令和企業にも掲げられている「三方よし」の精神
「三方よし」という言葉がある。「近江商人」の精神とされるが、時に「大阪商人」の経営哲学として用いられることもある。どのように理解すれば良いのか。
そもそも「近江商人」は旅商人であった。菅笠をかぶり、縞の道中合羽を羽織って、全国に行商に出向いた。商品を携行して地方で出張販売することを「持ち下り」といい、逆に各地の産品を上方で売り捌くことを「上のぼせ荷に」といった。やがてそのなかに、京都や大阪に店を構えて、豪商となる成功者が誕生する。

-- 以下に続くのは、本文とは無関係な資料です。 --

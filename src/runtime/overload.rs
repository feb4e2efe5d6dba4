//! Overloaded function resolution.
//!
//! Candidates are tried in declaration order and the first that fits wins.
//! At construction time a candidate is chosen only when every input type is
//! known to fit; the choice is recorded as a single call term in the
//! overloaded term's nested branch. Otherwise the choice is made per
//! evaluation from the runtime values.

use tracing::trace;

use crate::{
    error::Result,
    graph::TermId,
    runtime::{
        function::FunctionKind,
        types::StaticTypeQuery,
        value::TaggedValue,
    },
    world::World,
};

#[derive(Debug, Clone, Copy, PartialEq, Eq)]
pub enum Specialization {
    /// This candidate always fits the input types.
    Static(TermId),
    /// An earlier candidate might fit at run time; decide then.
    Inconclusive,
    /// No candidate can ever fit.
    NoMatch,
}

/// Whether a call to `candidate` with `inputs` always, never, or maybe fits.
pub fn static_fit(world: &World, candidate: TermId, inputs: &[Option<TermId>]) -> StaticTypeQuery {
    let Ok(fid) = world.function_declared_by(candidate) else {
        return StaticTypeQuery::Fail;
    };
    let function = world.function(fid);
    if !function.accepts_arity(inputs.len()) {
        return StaticTypeQuery::Fail;
    }
    let mut result = StaticTypeQuery::Succeed;
    for (index, input) in inputs.iter().enumerate() {
        let Some(input) = input else {
            result = StaticTypeQuery::Unable;
            continue;
        };
        let Some(declared) = function.input_type(index) else {
            return StaticTypeQuery::Fail;
        };
        match world.types.statically_fits(world.term(*input).type_id, declared) {
            StaticTypeQuery::Fail => return StaticTypeQuery::Fail,
            StaticTypeQuery::Unable => result = StaticTypeQuery::Unable,
            StaticTypeQuery::Succeed => {}
        }
    }
    result
}

pub fn statically_specialize(
    world: &World,
    overloads: &[TermId],
    inputs: &[Option<TermId>],
) -> Specialization {
    for candidate in overloads {
        match static_fit(world, *candidate, inputs) {
            StaticTypeQuery::Succeed => return Specialization::Static(*candidate),
            StaticTypeQuery::Unable => return Specialization::Inconclusive,
            StaticTypeQuery::Fail => continue,
        }
    }
    Specialization::NoMatch
}

/// Re-derives the static choice for an overloaded call after its inputs change.
pub(crate) fn update_static_specialization(world: &mut World, term: TermId) -> Result<()> {
    let fid = world.function_of(term)?;
    let (overloads, output_type) = match &world.function(fid).kind {
        FunctionKind::Overloaded { overloads } => (overloads.clone(), world.function(fid).output_type),
        _ => return Ok(()),
    };

    if let Some(old) = world.term(term).nested {
        world.clear_branch(old)?;
        world.branches.remove(old.0);
        world.term_mut(term).nested = None;
    }

    let inputs = world.term(term).inputs.clone();
    let chosen_type = match statically_specialize(world, &overloads, &inputs) {
        Specialization::Static(candidate) => {
            let nested = world.create_branch(Some(term));
            world.term_mut(term).nested = Some(nested);
            let call = world.create_term(nested, candidate, &inputs)?;
            trace!(
                term = %term,
                overload = %world.function_name_declared_by(candidate),
                "statically specialized"
            );
            world.term(call).type_id
        }
        Specialization::Inconclusive | Specialization::NoMatch => output_type,
    };

    if world.term(term).type_id != chosen_type {
        let value = world.types.make(chosen_type)?;
        let t = world.term_mut(term);
        t.type_id = chosen_type;
        t.value = value;
    }
    Ok(())
}

/// The candidate recorded by static specialization, if any.
pub fn specialized_function(world: &World, term: TermId) -> Option<TermId> {
    let fid = world.function_of(term).ok()?;
    if !matches!(world.function(fid).kind, FunctionKind::Overloaded { .. }) {
        return None;
    }
    let nested = world.term(term).nested?;
    let call = world.branch(nested).get(0)?;
    world.term(call).function
}

/// First candidate whose declared inputs accept `values`.
pub fn find_dynamic_overload(
    world: &World,
    overloads: &[TermId],
    values: &[TaggedValue],
) -> Option<TermId> {
    for candidate in overloads {
        let Ok(fid) = world.function_declared_by(*candidate) else {
            continue;
        };
        let function = world.function(fid);
        if !function.accepts_arity(values.len()) {
            continue;
        }
        let fits = values.iter().enumerate().all(|(index, value)| {
            function
                .input_type(index)
                .is_some_and(|declared| world.types.cast_possible(value, declared))
        });
        if fits {
            return Some(*candidate);
        }
    }
    None
}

初代伊藤忠兵衛などが好例である。彼も近江を拠点に、泉州、紀州へ、遠くは長崎にまで商いに出向いた。大阪の本町2丁目に家を借り、呉服太物商「紅忠べんちゅう」を構えたのは明治5年(1872)1月のことだ。
余談だが、本町界隈は近江出身の商人との縁が深い。一筋北側になる安土町は、一説には安土城下の商人が、この地に移り住んだことが名のおこりであるという説もある。
初代忠兵衛は、開店と同時に「店法」を定め、店員の権限と義務を明らかにした。彼は「商売は菩薩の業、商売道の尊さは、売り買い何れをも益し、世の不足をうずめ、御仏の心にかなうもの」と常に説いたという。
この種の考え方は、ほかの近江出身の商家にも共通したようだ。近代になって家訓などをもとに「売り手によし、買い手によし、世間によし」、すなわち「三方よし」として整理されてゆく。
大阪商人と近江商人はバイヤーの鏡だった
大阪に定住した「近江商人」はどう評価されたのか。
たとえば日清戦争に従軍、日本兵の蛮行を報じたジャーナリストとして知られる山中重太郎は、明治27年(1894)1月10日付の『商業資料』の記事で「近江商人」と「大阪商人」を「二体一心の商人」と評している。
山中は「近江の人」の本領として、感情よりも理想に富むこと、また人間の自由を尊び、人間の独立を尊重する特性があると指摘、そのうえでこれらの特徴は「大阪人」にもあてはまるとみる。
近江商人の多くは旅商人であり、大阪商人は家居を定める「居商人」ではあるが、「彼等ほど商人的コモンセンスを多く有するもの」はないと山中はみる。商人を輩出した有名な土地は全国にあるが、大阪商人と近江商人ほど「完全に近きもの」はないと絶賛する。
山中が滋賀県蒲生郡の出身であることを割り引いても、明治20年代には「近江商人」と「大阪商人」の価値観や商法に関して、多くの人が類似点を見出していたのだろう。「近江商人」の「三方よし」の精神が、おのずと「大阪商人」の経営哲学として広く理解されたのは、まさに両者を「二体一心」とみなす社会の風潮があったからに違いない。